Sekembalinya, dia mengambil buku itu yang terbuka tepat di halaman 281. “Hydreca,” gumamnya membaca judul di halaman tersebut. Dia berjalan menuju sofa dan kembali melanjutkan acara membaca bukunya itu.
“Hydreca atau lebih dikenal sebagai hydre adalah salah satu makhluk mitologi yang berasal dari pulau Ankergia. Merupakan makhluk dengan kemampuan mengendalikan air dan angin. Ada satu keluarga Hydreca yang tinggal di bagian utara pulau Ankergia, yaitu keluarga Itzel.” Garvin membulatkan matanya, Kirene merupakan seorang Hydreca.
“Dikatakan bahwa manusia dan Hydreca tidak akan bisa bersatu karena itu akan menyebabkan dunia tidak seimbang dan berdampak buruk bagi manusia.”
Pagi hari ini Kirene dikejutkan dengan suara ketukan di pintu rumahnya. Dugaannya kemarin salah, pemuda itu tetap datang hari ini. Kali ini dengan segenggam bunga mawar di tangannya. “Selamat pagi, Nona cantik.” Garvin mengulurkan bunga itu pada Kirene. “Bunga yang cantik untuk Nona cantik seperti anda.”

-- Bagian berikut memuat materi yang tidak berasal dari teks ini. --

use super::*;
use crate::resize::HandleKind;
use crate::types::Node;
use eframe::egui;

/// A deterministic app: identity camera and a known three-node document.
fn test_app() -> GlobApp {
    let mut app = GlobApp::default();
    app.canvas.offset = egui::Vec2::ZERO; // screen == world
    app.canvas.zoom_factor = 1.0;
    app
}

/// Runs one headless egui frame that draws the app's canvas with the given
/// input events.
fn run_canvas_frame(ctx: &egui::Context, app: &mut GlobApp, events: Vec<egui::Event>) {
    let mut raw = egui::RawInput::default();
    raw.screen_rect = Some(egui::Rect::from_min_size(
        egui::Pos2::ZERO,
        egui::vec2(1200.0, 800.0),
    ));
    raw.events = events;
    let _ = ctx.run(raw, |ctx| {
        ctx.set_visuals(egui::Visuals::dark());
        egui::CentralPanel::default().show(ctx, |ui| {
            app.draw_canvas(ui);
        });
    });
}

#[test]
fn test_screen_world_roundtrip_with_pan_and_zoom() {
    let mut app = test_app();
    app.canvas.offset = egui::vec2(37.0, -80.0);
    app.canvas.zoom_factor = 1.8;

    let world = egui::pos2(123.4, -56.7);
    let back = app.screen_to_world(app.world_to_screen(world));
    assert!((back.x - world.x).abs() < 1e-3);
    assert!((back.y - world.y).abs() < 1e-3);
}

#[test]
fn test_zoom_keeps_cursor_position_fixed() {
    let mut app = test_app();
    let cursor = egui::pos2(300.0, 200.0);
    let world_before = app.screen_to_world(cursor);

    // Reproduce handle_canvas_zoom's arithmetic for one zoom step
    let zoom_delta = 0.025;
    app.canvas.zoom_factor += zoom_delta;
    let world_after_zoom = app.world_to_screen(world_before);
    app.canvas.offset += cursor - world_after_zoom;

    let world_after = app.screen_to_world(cursor);
    assert!((world_after.x - world_before.x).abs() < 1e-3);
    assert!((world_after.y - world_before.y).abs() < 1e-3);
}

#[test]
fn test_handle_positions_cover_corners_and_edge_midpoints() {
    let bounds = crate::geometry::BoundingBox::from_min_max(10.0, 20.0, 50.0, 80.0);
    let positions = GlobApp::handle_positions(&bounds);

    // Corners clockwise from top-left
    assert_eq!(positions[0].1, egui::pos2(10.0, 20.0));
    assert_eq!(positions[1].1, egui::pos2(50.0, 20.0));
    assert_eq!(positions[2].1, egui::pos2(50.0, 80.0));
    assert_eq!(positions[3].1, egui::pos2(10.0, 80.0));
    for (i, (handle, _)) in positions[..4].iter().enumerate() {
        assert_eq!(handle.kind(), HandleKind::Corner);
        assert_eq!(handle.index(), i as u8);
    }

    // Edge midpoints clockwise from the top
    assert_eq!(positions[4].1, egui::pos2(30.0, 20.0));
    assert_eq!(positions[5].1, egui::pos2(50.0, 50.0));
    assert_eq!(positions[6].1, egui::pos2(30.0, 80.0));
    assert_eq!(positions[7].1, egui::pos2(10.0, 50.0));
    for (i, (handle, _)) in positions[4..].iter().enumerate() {
        assert_eq!(handle.kind(), HandleKind::Edge);
        assert_eq!(handle.index(), i as u8);
    }
}

#[test]
fn test_find_handle_at_hits_selection_corner() {
    let mut app = test_app();
    app.document = crate::types::Document::new();
    let id = app.document.add_node(Node::new((100.0, 100.0), 20.0));
    app.interaction.selection.nodes.push(id);

    // Node bounds are (80, 80)..(120, 120); top-left corner handle at (80, 80)
    let handle = app.find_handle_at(egui::pos2(82.0, 79.0));
    assert_eq!(
        handle,
        Some(crate::resize::Handle::new(HandleKind::Corner, 0).unwrap())
    );

    // Bottom edge midpoint
    let handle = app.find_handle_at(egui::pos2(100.0, 121.0));
    assert_eq!(
        handle,
        Some(crate::resize::Handle::new(HandleKind::Edge, 2).unwrap())
    );

    // Far from any handle
    assert_eq!(app.find_handle_at(egui::pos2(100.0, 100.0)), None);
}

#[test]
fn test_find_node_and_glob_at_position() {
    let app = test_app();

    // The starter scene has a node at (200, 300) with radius 40
    let hit = app.find_node_at_position(egui::pos2(210.0, 310.0));
    assert!(hit.is_some());
    assert!(app.find_node_at_position(egui::pos2(260.0, 300.0)).is_none());

    // The starter glob's outline passes through its tangent points on the
    // left node's circle, somewhere above-right of its center
    let glob_id = *app.document.globs.keys().next().expect("starter glob");
    let shape = app.document.globs[&glob_id].shape.expect("computed shape");
    let on_curve = egui::pos2(shape.e0.0, shape.e0.1);
    assert_eq!(app.find_glob_at_position(on_curve), Some(glob_id));
    assert!(app.find_glob_at_position(egui::pos2(900.0, 900.0)).is_none());
}

#[test]
fn test_delete_selection_records_undoable_actions() {
    let mut app = test_app();
    let node_id = app
        .document
        .globs
        .values()
        .next()
        .expect("starter glob")
        .start;
    let node_count = app.document.nodes.len();
    let glob_count = app.document.globs.len();

    app.interaction.selection.nodes.push(node_id);
    app.delete_selection();

    // The node and its attached glob are gone
    assert_eq!(app.document.nodes.len(), node_count - 1);
    assert_eq!(app.document.globs.len(), glob_count - 1);

    // A single undo restores both (the glob was cascaded, not selected)
    app.perform_undo();
    assert_eq!(app.document.nodes.len(), node_count);
    assert_eq!(app.document.globs.len(), glob_count);
    assert!(app.document.nodes.contains_key(&node_id));
}

#[test]
fn test_undo_redo_roundtrip_for_node_moves() {
    let mut app = test_app();
    let (id, original) = app
        .document
        .nodes
        .iter()
        .map(|(id, n)| (*id, n.point))
        .next()
        .expect("starter node");

    let moved = (original.0 + 50.0, original.1 - 25.0);
    app.document.nodes.get_mut(&id).expect("node").point = moved;
    app.undo_history.push_action(UndoAction::NodesMoved {
        old_positions: vec![(id, original)],
        new_positions: vec![(id, moved)],
    });

    app.perform_undo();
    assert_eq!(app.document.nodes[&id].point, original);

    app.perform_redo();
    assert_eq!(app.document.nodes[&id].point, moved);

    // Redo left the action undoable again
    assert!(app.undo_history.can_undo());
}

#[test]
fn test_link_selected_nodes_creates_glob_between_them() {
    let mut app = test_app();
    app.document = crate::types::Document::new();
    let a = app.document.add_node(Node::new((0.0, 0.0), 10.0));
    let b = app.document.add_node(Node::new((100.0, 0.0), 10.0));
    app.interaction.selection.nodes = vec![a, b];

    app.link_selected_nodes();

    assert_eq!(app.document.globs.len(), 1);
    let glob = app.document.globs.values().next().expect("new glob");
    assert_eq!((glob.start, glob.end), (a, b));
    assert!(glob.shape.is_some());
    // Anchors sit on opposite sides of the segment between the centers
    assert!(glob.options.d.1 * glob.options.dp.1 < 0.0);
    // The new glob becomes the selection and its creation is undoable
    assert!(app.interaction.selection.contains_glob(glob.id));
    assert!(app.undo_history.can_undo());
}

#[test]
fn test_pressing_canvas_over_node_selects_it() {
    let mut app = test_app();
    app.document = crate::types::Document::new();
    let node_id = app.document.add_node(Node::new((200.0, 150.0), 25.0));

    let click_pos = egui::pos2(200.0, 150.0);
    let ctx = egui::Context::default();

    // First frame establishes hover, second presses the primary button
    run_canvas_frame(&ctx, &mut app, vec![egui::Event::PointerMoved(click_pos)]);
    run_canvas_frame(
        &ctx,
        &mut app,
        vec![
            egui::Event::PointerMoved(click_pos),
            egui::Event::PointerButton {
                pos: click_pos,
                button: egui::PointerButton::Primary,
                pressed: true,
                modifiers: egui::Modifiers::NONE,
            },
        ],
    );

    assert!(app.interaction.selection.contains_node(node_id));
}

#[test]
fn test_app_state_json_roundtrip_rebuilds_shapes() {
    let app = test_app();
    let json = app.to_json().expect("serialize");
    let restored = GlobApp::from_json(&json).expect("deserialize");

    assert_eq!(restored.document.nodes.len(), app.document.nodes.len());
    assert_eq!(restored.document.globs.len(), app.document.globs.len());
    for (id, glob) in &restored.document.globs {
        // Cached shapes are skipped in serialization and rebuilt on load
        assert_eq!(glob.shape, app.document.globs[id].shape);
    }
}
fn main() -> Result<(), eframe::Error> {
    // Set up logging for development
    env_logger::init();

    // Run the glob editor application
    glob_editor::run_app()
}
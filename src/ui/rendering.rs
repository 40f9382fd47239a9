//! Canvas rendering functionality.
//!
//! This module draws the grid, glob outlines, node circles, and the
//! selection bounding box with its resize handles. All drawing converts
//! world coordinates into screen coordinates at the last moment so the
//! document itself stays zoom-agnostic.

use super::state::GlobApp;
use crate::constants;
use crate::geometry::BoundingBox;
use crate::glob_shape::GlobShape;
use crate::types::Glob;
use eframe::egui;
use eframe::epaint::StrokeKind;

impl GlobApp {
    /// Draws the background grid on the canvas.
    ///
    /// Renders minor lines every grid cell and major lines every
    /// `GRID_WIDTH` cells. The grid is computed in world space so it stays
    /// attached to the document while panning and zooming, and is skipped
    /// entirely when the zoom level makes it too dense to read.
    ///
    /// # Arguments
    ///
    /// * `painter` - The egui painter for drawing operations
    /// * `canvas_rect` - The screen-space rectangle defining visible area
    pub fn draw_grid(&self, painter: &egui::Painter, canvas_rect: egui::Rect) {
        if !self.canvas.show_grid {
            return;
        }

        let grid_size = constants::GRID_SIZE;
        let minor_color = egui::Color32::from_rgba_unmultiplied(128, 128, 128, 32);
        let major_color = egui::Color32::from_rgba_unmultiplied(128, 128, 128, 80);

        // Only draw grid if zoom level makes it reasonable to see
        let screen_grid_size = grid_size * self.canvas.zoom_factor;
        if screen_grid_size < 2.0 {
            return;
        }

        // Calculate world space bounds from screen space
        let top_left_world = self.screen_to_world(canvas_rect.min);
        let bottom_right_world = self.screen_to_world(canvas_rect.max);

        let start_col = (top_left_world.x / grid_size).floor() as i64;
        let end_col = (bottom_right_world.x / grid_size).ceil() as i64;
        let start_row = (top_left_world.y / grid_size).floor() as i64;
        let end_row = (bottom_right_world.y / grid_size).ceil() as i64;

        // Draw vertical grid lines
        for col in start_col..=end_col {
            let screen_x = self
                .world_to_screen(egui::pos2(col as f32 * grid_size, 0.0))
                .x;
            let color = if col % constants::GRID_WIDTH as i64 == 0 {
                major_color
            } else {
                minor_color
            };
            painter.line_segment(
                [
                    egui::pos2(screen_x, canvas_rect.min.y),
                    egui::pos2(screen_x, canvas_rect.max.y),
                ],
                egui::Stroke::new(1.0, color),
            );
        }

        // Draw horizontal grid lines
        for row in start_row..=end_row {
            let screen_y = self
                .world_to_screen(egui::pos2(0.0, row as f32 * grid_size))
                .y;
            let color = if row % constants::GRID_WIDTH as i64 == 0 {
                major_color
            } else {
                minor_color
            };
            painter.line_segment(
                [
                    egui::pos2(canvas_rect.min.x, screen_y),
                    egui::pos2(canvas_rect.max.x, screen_y),
                ],
                egui::Stroke::new(1.0, color),
            );
        }
    }

    /// Draws every glob in the document, selected ones highlighted.
    pub fn draw_globs(&self, painter: &egui::Painter) {
        for (id, glob) in &self.document.globs {
            let selected = self.interaction.selection.contains_glob(*id);
            self.draw_glob(painter, glob, selected);
        }
    }

    /// Draws one glob: its two outline curves plus, when selected, its
    /// anchor points.
    fn draw_glob(&self, painter: &egui::Painter, glob: &Glob, selected: bool) {
        let Some(shape) = &glob.shape else {
            return;
        };

        let stroke_color = if selected {
            egui::Color32::from_rgb(255, 165, 0)
        } else if self.dark_mode {
            egui::Color32::from_gray(200)
        } else {
            egui::Color32::from_gray(60)
        };
        let stroke = egui::Stroke::new(2.0, stroke_color);

        self.draw_outline_curve(painter, shape.e0, shape.f0, shape.f1, shape.e1, stroke);
        self.draw_outline_curve(painter, shape.e0p, shape.f0p, shape.f1p, shape.e1p, stroke);

        if selected {
            self.draw_glob_anchors(painter, glob, shape);
        }
    }

    /// Draws one cubic outline curve in screen space.
    fn draw_outline_curve(
        &self,
        painter: &egui::Painter,
        p0: (f32, f32),
        c0: (f32, f32),
        c1: (f32, f32),
        p1: (f32, f32),
        stroke: egui::Stroke,
    ) {
        let points = [
            self.world_to_screen(egui::pos2(p0.0, p0.1)),
            self.world_to_screen(egui::pos2(c0.0, c0.1)),
            self.world_to_screen(egui::pos2(c1.0, c1.1)),
            self.world_to_screen(egui::pos2(p1.0, p1.1)),
        ];
        painter.add(egui::epaint::CubicBezierShape::from_points_stroke(
            points,
            false,
            egui::Color32::TRANSPARENT,
            stroke,
        ));
    }

    /// Draws the anchor and blend points of a selected glob.
    fn draw_glob_anchors(&self, painter: &egui::Painter, glob: &Glob, shape: &GlobShape) {
        let anchor_color = egui::Color32::from_rgb(100, 150, 255);
        for point in [glob.options.d, glob.options.dp] {
            let screen = self.world_to_screen(egui::pos2(point.0, point.1));
            painter.circle_filled(screen, 3.5, anchor_color);
        }
        let blend_color = egui::Color32::from_rgb(160, 200, 255);
        for point in [shape.f0, shape.f1, shape.f0p, shape.f1p] {
            let screen = self.world_to_screen(egui::pos2(point.0, point.1));
            painter.circle_filled(screen, 2.5, blend_color);
        }
    }

    /// Draws every node in the document, selected ones highlighted.
    pub fn draw_nodes(&self, painter: &egui::Painter) {
        for (id, node) in &self.document.nodes {
            let selected = self.interaction.selection.contains_node(*id);
            let center = self.world_to_screen(egui::pos2(node.point.0, node.point.1));
            let radius = node.radius * self.canvas.zoom_factor;

            let fill = if self.dark_mode {
                egui::Color32::from_gray(70)
            } else {
                egui::Color32::from_gray(235)
            };
            let stroke_color = if selected {
                egui::Color32::from_rgb(255, 165, 0)
            } else if self.dark_mode {
                egui::Color32::from_gray(200)
            } else {
                egui::Color32::from_gray(60)
            };

            painter.circle(center, radius, fill, egui::Stroke::new(2.0, stroke_color));
        }
    }

    /// Draws the selection bounding box and its eight resize handles.
    ///
    /// Nothing is drawn when the selection is empty. During a resize gesture
    /// the box tracks the live working geometry, inversions included.
    pub fn draw_selection_bounds(&self, painter: &egui::Painter) {
        let Some(bounds) = self.selection_display_bounds() else {
            return;
        };
        if self.interaction.selection.is_empty() {
            return;
        }

        let box_color = egui::Color32::from_rgb(100, 150, 255);
        let min = self.world_to_screen(egui::pos2(bounds.x, bounds.y));
        let max = self.world_to_screen(egui::pos2(bounds.max_x, bounds.max_y));
        painter.rect_stroke(
            egui::Rect::from_min_max(min, max),
            0.0,
            egui::Stroke::new(1.0, box_color),
            StrokeKind::Outside,
        );

        self.draw_resize_handles(painter, &bounds);
    }

    /// Draws the four corner and four edge handles as filled squares.
    fn draw_resize_handles(&self, painter: &egui::Painter, bounds: &BoundingBox) {
        let fill = if self.dark_mode {
            egui::Color32::from_gray(230)
        } else {
            egui::Color32::WHITE
        };
        let outline = egui::Color32::from_rgb(100, 150, 255);

        for (_, world_pos) in Self::handle_positions(bounds) {
            let center = self.world_to_screen(world_pos);
            let half = constants::HANDLE_DRAW_RADIUS;
            let rect = egui::Rect::from_center_size(center, egui::vec2(half * 2.0, half * 2.0));
            painter.rect_filled(rect, 1.0, fill);
            painter.rect_stroke(rect, 1.0, egui::Stroke::new(1.0, outline), StrokeKind::Inside);
        }
    }
}
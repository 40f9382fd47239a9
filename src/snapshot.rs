//! Per-gesture normalized snapshot of the selection.
//!
//! At gesture start the selection's bounding box is computed and every
//! selected entity's absolute geometry is normalized into that box's
//! coordinate space. The snapshot is read-only for the rest of the gesture;
//! the resize transform recomputes absolute geometry from it on every
//! pointer move, so no drift can accumulate across updates.

use crate::geometry::BoundingBox;
use crate::glob_shape::GlobShape;
use crate::resize::ResizeError;
use crate::types::{Document, GlobId, NodeId, Selection};

/// A point normalized into the snapshot box, with its mirrored counterpart.
///
/// `nx`/`ny` are fractions of the box extent measured from the box's min
/// corner; `nmx = 1 - nx` and `nmy = 1 - ny` are the same fractions measured
/// from the max corner, used when the working box inverts across an axis.
#[derive(Debug, Clone, Copy, PartialEq)]
pub struct AnchorSnapshot {
    /// Fraction of the box width from the left edge
    pub nx: f32,
    /// Fraction of the box height from the top edge
    pub ny: f32,
    /// Mirrored fraction from the right edge (`1 - nx`)
    pub nmx: f32,
    /// Mirrored fraction from the bottom edge (`1 - ny`)
    pub nmy: f32,
}

impl AnchorSnapshot {
    /// Normalizes an absolute point into the given box.
    ///
    /// The box must have nonzero extent on both axes; [`Snapshot::build`]
    /// guarantees that before any capture happens.
    fn capture(point: (f32, f32), bounds: &BoundingBox) -> Self {
        let nx = (point.0 - bounds.x) / bounds.width;
        let ny = (point.1 - bounds.y) / bounds.height;
        Self {
            nx,
            ny,
            nmx: 1.0 - nx,
            nmy: 1.0 - ny,
        }
    }
}

/// Snapshot record for one selected node.
#[derive(Debug, Clone, Copy, PartialEq)]
pub struct NodeSnapshot {
    /// Id of the captured node
    pub id: NodeId,
    /// Absolute center at gesture start
    pub point: (f32, f32),
    /// Absolute radius at gesture start
    pub radius: f32,
    /// Normalized center
    pub center: AnchorSnapshot,
    /// Radius as a fraction of the box width
    pub nw: f32,
    /// Radius as a fraction of the box height
    pub nh: f32,
}

/// Snapshot record for one selected glob.
#[derive(Debug, Clone, Copy, PartialEq)]
pub struct GlobSnapshot {
    /// Id of the captured glob
    pub id: GlobId,
    /// Normalized D anchor
    pub d: AnchorSnapshot,
    /// Normalized Dp anchor
    pub dp: AnchorSnapshot,
    /// Blend scalar `a` at gesture start
    pub a: f32,
    /// Blend scalar `b` at gesture start
    pub b: f32,
    /// Blend scalar `ap` at gesture start
    pub ap: f32,
    /// Blend scalar `bp` at gesture start
    pub bp: f32,
}

/// Immutable per-gesture record of the selection, normalized into its
/// bounding box at gesture start.
#[derive(Debug, Clone, PartialEq)]
pub struct Snapshot {
    /// The selection's bounding box at gesture start
    pub bounds: BoundingBox,
    /// Normalized records for every selected node
    pub nodes: Vec<NodeSnapshot>,
    /// Normalized records for every selected glob
    pub globs: Vec<GlobSnapshot>,
}

/// Computes the bounding box enclosing the selection: every selected node's
/// circle and every selected glob's outline curves.
///
/// Glob outlines are derived fresh from the current document state rather
/// than read from the cache, so the result never depends on recalculation
/// order. Ids that no longer resolve are skipped.
///
/// # Returns
///
/// The enclosing box, or `None` if the selection contributes no geometry.
pub fn selection_bounds(doc: &Document, selection: &Selection) -> Option<BoundingBox> {
    let mut bounds: Option<BoundingBox> = None;
    let mut fold = |b: BoundingBox| {
        bounds = Some(match bounds {
            Some(acc) => acc.union(&b),
            None => b,
        });
    };

    for id in &selection.nodes {
        if let Some(node) = doc.nodes.get(id) {
            fold(BoundingBox::from_circle(node.point, node.radius));
        }
    }
    for id in &selection.globs {
        let Some(glob) = doc.globs.get(id) else {
            continue;
        };
        if let (Some(start), Some(end)) = (doc.nodes.get(&glob.start), doc.nodes.get(&glob.end)) {
            fold(GlobShape::compute(start, end, &glob.options).bounds());
        }
    }
    bounds
}

impl Snapshot {
    /// Builds the snapshot for a selection.
    ///
    /// Side-effect-free and idempotent: the document is only read.
    ///
    /// # Arguments
    ///
    /// * `doc` - The document holding the selected entities
    /// * `selection` - The ids to capture
    ///
    /// # Returns
    ///
    /// The snapshot, or a [`ResizeError`] if the selection is empty or its
    /// bounding box has zero width or height (normalization would divide
    /// by zero).
    pub fn build(doc: &Document, selection: &Selection) -> Result<Self, ResizeError> {
        let bounds = selection_bounds(doc, selection).ok_or(ResizeError::EmptySelection)?;
        if bounds.width <= 0.0 || bounds.height <= 0.0 {
            return Err(ResizeError::DegenerateSelection {
                width: bounds.width,
                height: bounds.height,
            });
        }

        let nodes = selection
            .nodes
            .iter()
            .filter_map(|id| doc.nodes.get(id))
            .map(|node| NodeSnapshot {
                id: node.id,
                point: node.point,
                radius: node.radius,
                center: AnchorSnapshot::capture(node.point, &bounds),
                nw: node.radius / bounds.width,
                nh: node.radius / bounds.height,
            })
            .collect();

        let globs = selection
            .globs
            .iter()
            .filter_map(|id| doc.globs.get(id))
            .map(|glob| GlobSnapshot {
                id: glob.id,
                d: AnchorSnapshot::capture(glob.options.d, &bounds),
                dp: AnchorSnapshot::capture(glob.options.dp, &bounds),
                a: glob.options.a,
                b: glob.options.b,
                ap: glob.options.ap,
                bp: glob.options.bp,
            })
            .collect();

        Ok(Self {
            bounds,
            nodes,
            globs,
        })
    }
}

#[cfg(test)]
mod tests {
    use super::*;
    use crate::types::{Glob, GlobOptions, Node};

    fn single_node_doc() -> (Document, Selection, NodeId) {
        let mut doc = Document::new();
        let id = doc.add_node(Node::new((10.0, 10.0), 2.0));
        let selection = Selection {
            nodes: vec![id],
            globs: vec![],
        };
        (doc, selection, id)
    }

    #[test]
    fn test_single_node_bounds_is_circle_box() {
        let (doc, selection, _) = single_node_doc();
        let bounds = selection_bounds(&doc, &selection).unwrap();
        assert_eq!(bounds, BoundingBox::from_min_max(8.0, 8.0, 12.0, 12.0));
    }

    #[test]
    fn test_empty_selection_is_refused() {
        let doc = Document::new();
        let selection = Selection::default();
        assert!(matches!(
            Snapshot::build(&doc, &selection),
            Err(ResizeError::EmptySelection)
        ));
    }

    #[test]
    fn test_degenerate_selection_is_refused() {
        let mut doc = Document::new();
        let id = doc.add_node(Node::new((10.0, 10.0), 0.0));
        let selection = Selection {
            nodes: vec![id],
            globs: vec![],
        };
        assert!(matches!(
            Snapshot::build(&doc, &selection),
            Err(ResizeError::DegenerateSelection { .. })
        ));
    }

    #[test]
    fn test_normalized_node_coordinates() {
        let mut doc = Document::new();
        let a = doc.add_node(Node::new((10.0, 10.0), 2.0));
        let b = doc.add_node(Node::new((2.0, 2.0), 2.0));
        let c = doc.add_node(Node::new((18.0, 18.0), 2.0));
        let selection = Selection {
            nodes: vec![a, b, c],
            globs: vec![],
        };

        let snapshot = Snapshot::build(&doc, &selection).unwrap();

        // bounds are (0,0)..(20,20); the first node sits at the center
        assert_eq!(snapshot.bounds, BoundingBox::from_min_max(0.0, 0.0, 20.0, 20.0));
        let first = &snapshot.nodes[0];
        assert_eq!(first.id, a);
        assert_eq!(first.center.nx, 0.5);
        assert_eq!(first.center.ny, 0.5);
        assert_eq!(first.center.nmx, 0.5);
        assert_eq!(first.center.nmy, 0.5);
        assert_eq!(first.nw, 0.1);
        assert_eq!(first.nh, 0.1);

        let corner = &snapshot.nodes[1];
        assert_eq!(corner.center.nx, 0.1);
        assert_eq!(corner.center.nmx, 0.9);
    }

    #[test]
    fn test_glob_capture_preserves_scalars() {
        let mut doc = Document::new();
        let n0 = doc.add_node(Node::new((0.0, 50.0), 10.0));
        let n1 = doc.add_node(Node::new((100.0, 50.0), 10.0));
        let glob_id = doc
            .add_glob(Glob::new(
                n0,
                n1,
                GlobOptions {
                    d: (50.0, 0.0),
                    dp: (50.0, 100.0),
                    a: 0.3,
                    b: 0.4,
                    ap: 0.5,
                    bp: 0.6,
                },
            ))
            .unwrap();
        let selection = Selection {
            nodes: vec![n0, n1],
            globs: vec![glob_id],
        };

        let snapshot = Snapshot::build(&doc, &selection).unwrap();

        let glob = &snapshot.globs[0];
        assert_eq!(glob.id, glob_id);
        assert_eq!((glob.a, glob.b, glob.ap, glob.bp), (0.3, 0.4, 0.5, 0.6));
        // D and Dp normalize against the shared selection box
        assert!((glob.d.nx - glob.dp.nx).abs() < 1e-6);
        assert!(glob.d.ny < glob.dp.ny);
    }

    #[test]
    fn test_build_does_not_mutate_document() {
        let (mut doc, selection, id) = single_node_doc();
        doc.nodes.get_mut(&id).unwrap().radius = 2.0;
        let before = doc.to_json().unwrap();

        let first = Snapshot::build(&doc, &selection).unwrap();
        let second = Snapshot::build(&doc, &selection).unwrap();

        assert_eq!(first, second);
        assert_eq!(doc.to_json().unwrap(), before);
    }
}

Kirene mengambil alih bunga itu kemudian menatap datar Garvin. “Kamu sudah menemukan jawabannya?”
Garvin mengangguk. “Sudah. Kamu adalah Hydreca, benar bukan?”
Gadis itu mengangguk membenarkan ucapan Garvin. “Kalau kamu sudah tahu itu, sekarang pergilah.” Dia hendak menutup pintu, tapi pemuda itu langsung menahannya.
“Tidak bisakah kita mencoba?” minta Garvin penuh harap. Dia yakin bukan hanya dia yang jatuh dalam perasaan ini.
“Tidak,” ucap Kirene cepat. “Kamu tidak bisa mengorbankan orang lain hanya karena kita, Garvin.”
Pemuda itu menarik tangan Kirene dan meletakannya di dada kirinya. Dapat gadis itu rasakan detak jantung milik pemuda itu yang berdetak dengan sangat cepat. “Apa ini juga tidak bisa membuatmu berubah pikiran?”
“Garvin….”
“Tidak bisakah kita egois kali ini saja? Saya mencintaimu.” Pemuda itu menarik tubuh kecil gadis pujaan hatinya ke dalam pelukannya. Dapat dia rasakan gadis itu membalas pelukannya dan mengangguk pelan, menyetujui ucapan pemuda itu.
“Saya juga mencintaimu, Garvin.”
Dua minggu kemudian cuaca di kota mulai berubah. Hujan yang turun setiap hari dan badai yang merusak beberapa fasilitas kota. Kirene yang sadar akan itu meminta Garvin datang ke rumahnya, mereka harus bicara.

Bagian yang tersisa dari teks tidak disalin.